Up to and including the line with "Bundled WGSL source", copy the records below exactly from their first line.

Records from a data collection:
►
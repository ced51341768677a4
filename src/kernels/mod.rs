//! Kernel catalog: the three dense-layer compute kernels and their launch contracts.
//!
//! Kernels are stateless. Every launch carries its buffer bindings and its shape
//! parameters; the shape is never inferred from buffer sizes.

use std::borrow::Cow;
use std::fmt;

use serde::Serialize;

use crate::tensor::BufferId;

/// Bundled WGSL source defining `multiply`, `add_bias` and `activate`.
pub const DENSE_KERNEL_SOURCE: &str = include_str!("dense.wgsl");

/// Workgroup size declared by every entry point of [`DENSE_KERNEL_SOURCE`].
pub const WORKGROUP_SIZE: u32 = 64;

/// Identifies one of the catalog's kernels.
#[derive(Debug, Clone, Copy, PartialEq, Eq, Hash, PartialOrd, Ord, Serialize)]
pub enum KernelId {
    Multiply,
    AddBias,
    Activate,
}

impl KernelId {
    pub const ALL: [KernelId; 3] = [KernelId::Multiply, KernelId::AddBias, KernelId::Activate];

    /// Entry point name in the kernel program.
    pub fn entry_point(self) -> &'static str {
        match self {
            KernelId::Multiply => "multiply",
            KernelId::AddBias => "add_bias",
            KernelId::Activate => "activate",
        }
    }

    /// Stage name used in timing reports and error messages.
    pub fn stage_name(self) -> &'static str {
        match self {
            KernelId::Multiply => "MatMul",
            KernelId::AddBias => "Add",
            KernelId::Activate => "ReLU",
        }
    }
}

impl fmt::Display for KernelId {
    fn fmt(&self, f: &mut fmt::Formatter<'_>) -> fmt::Result {
        f.write_str(self.stage_name())
    }
}

/// Shape parameters uploaded alongside each launch. Layout matches `KernelParams` in WGSL.
#[repr(C)]
#[derive(Debug, Clone, Copy, PartialEq, Eq, Default, bytemuck::Pod, bytemuck::Zeroable)]
pub struct KernelParams {
    pub rows: u32,
    pub cols: u32,
    pub len: u32,
    pub pad: u32,
}

/// A fully bound kernel invocation.
#[derive(Debug, Clone, Copy, PartialEq, Eq)]
pub enum KernelLaunch {
    /// `output[r] = sum_k weights[r * cols + k] * input[k]` for `r < rows`.
    Multiply {
        weights: BufferId,
        input: BufferId,
        output: BufferId,
        rows: u32,
        cols: u32,
    },
    /// `output[i] = a[i] + b[i]` for `i < len`. `a` may alias `output`.
    AddBias {
        a: BufferId,
        b: BufferId,
        output: BufferId,
        len: u32,
    },
    /// `output[i] = max(0, input[i])` for `i < len`. `input` may alias `output`.
    Activate {
        input: BufferId,
        output: BufferId,
        len: u32,
    },
}

impl KernelLaunch {
    pub fn kernel(&self) -> KernelId {
        match self {
            KernelLaunch::Multiply { .. } => KernelId::Multiply,
            KernelLaunch::AddBias { .. } => KernelId::AddBias,
            KernelLaunch::Activate { .. } => KernelId::Activate,
        }
    }

    pub fn params(&self) -> KernelParams {
        match *self {
            KernelLaunch::Multiply { rows, cols, .. } => KernelParams {
                rows,
                cols,
                len: rows,
                pad: 0,
            },
            KernelLaunch::AddBias { len, .. } | KernelLaunch::Activate { len, .. } => {
                KernelParams {
                    rows: len,
                    cols: 1,
                    len,
                    pad: 0,
                }
            }
        }
    }

    /// Number of work-items: one per output element.
    pub fn work_size(&self) -> u32 {
        match *self {
            KernelLaunch::Multiply { rows, .. } => rows,
            KernelLaunch::AddBias { len, .. } | KernelLaunch::Activate { len, .. } => len,
        }
    }

    pub fn output(&self) -> BufferId {
        match *self {
            KernelLaunch::Multiply { output, .. }
            | KernelLaunch::AddBias { output, .. }
            | KernelLaunch::Activate { output, .. } => output,
        }
    }

    /// `(binding slot, buffer)` pairs in the order the kernel program declares them.
    pub fn bindings(&self) -> Vec<(u32, BufferId)> {
        match *self {
            KernelLaunch::Multiply {
                weights,
                input,
                output,
                ..
            } => vec![(0, weights), (1, input), (2, output)],
            KernelLaunch::AddBias { a, b, output, .. } => vec![(0, a), (1, b), (2, output)],
            KernelLaunch::Activate { input, output, .. } => vec![(0, input), (2, output)],
        }
    }

    /// Element count each bound buffer must provide, derived from the shape arguments.
    pub fn extents(&self) -> Vec<(BufferId, usize)> {
        match *self {
            KernelLaunch::Multiply {
                weights,
                input,
                output,
                rows,
                cols,
            } => vec![
                (weights, rows as usize * cols as usize),
                (input, cols as usize),
                (output, rows as usize),
            ],
            KernelLaunch::AddBias { a, b, output, len } => {
                vec![(a, len as usize), (b, len as usize), (output, len as usize)]
            }
            KernelLaunch::Activate { input, output, len } => {
                vec![(input, len as usize), (output, len as usize)]
            }
        }
    }

    /// Returns the output buffer when it is illegally bound to one of the operands.
    ///
    /// Only `multiply` forbids aliasing: its work-items read the whole input while
    /// others write their output row.
    pub fn aliased_output(&self) -> Option<BufferId> {
        match *self {
            KernelLaunch::Multiply {
                weights,
                input,
                output,
                ..
            } if output == weights || output == input => Some(output),
            _ => None,
        }
    }
}

/// The kernel program handed to a backend as a single compilation unit.
#[derive(Debug, Clone)]
pub struct KernelCatalog {
    source: Cow<'static, str>,
}

impl KernelCatalog {
    /// Catalog backed by the bundled [`DENSE_KERNEL_SOURCE`].
    pub fn bundled() -> Self {
        Self {
            source: Cow::Borrowed(DENSE_KERNEL_SOURCE),
        }
    }

    /// Catalog backed by caller-provided kernel source text.
    pub fn from_source(source: impl Into<String>) -> Self {
        Self {
            source: Cow::Owned(source.into()),
        }
    }

    pub fn source(&self) -> &str {
        &self.source
    }

    /// Parses and validates the program.
    pub fn compile(&self) -> Result<naga::Module, String> {
        compile_source(&self.source)
    }

    /// Compute entry points declared by the program.
    pub fn entry_points(&self) -> Result<Vec<String>, String> {
        self.compile().map(|module| compute_entry_points(&module))
    }
}

impl Default for KernelCatalog {
    fn default() -> Self {
        Self::bundled()
    }
}

/// Parses and validates a WGSL program. On failure returns the front end's or the
/// validator's diagnostics rendered against the source.
pub fn compile_source(source: &str) -> Result<naga::Module, String> {
    let module =
        naga::front::wgsl::parse_str(source).map_err(|error| error.emit_to_string(source))?;

    let mut validator = naga::valid::Validator::new(
        naga::valid::ValidationFlags::all(),
        naga::valid::Capabilities::all(),
    );
    validator
        .validate(&module)
        .map_err(|error| error.emit_to_string(source))?;

    if compute_entry_points(&module).is_empty() {
        return Err("error: program declares no @compute entry point".to_string());
    }
    Ok(module)
}

/// Names of the `@compute` entry points of a parsed program.
pub fn compute_entry_points(module: &naga::Module) -> Vec<String> {
    module
        .entry_points
        .iter()
        .filter(|entry_point| entry_point.stage == naga::ShaderStage::Compute)
        .map(|entry_point| entry_point.name.clone())
        .collect()
}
◄
WRITTEN SOLUTION:
repository ced51341768677a4
filename src/kernels/mod.rs
//! Kernel catalog: the three dense-layer compute kernels and their launch contracts.
//!
//! Kernels are stateless. Every launch carries its buffer bindings and its shape
//! parameters; the shape is never inferred from buffer sizes.

use std::borrow::Cow;
use std::fmt;

use serde::Serialize;

use crate::tensor::BufferId;

/// Bundled WGSL source defining `multiply`, `add_bias` and `activate`.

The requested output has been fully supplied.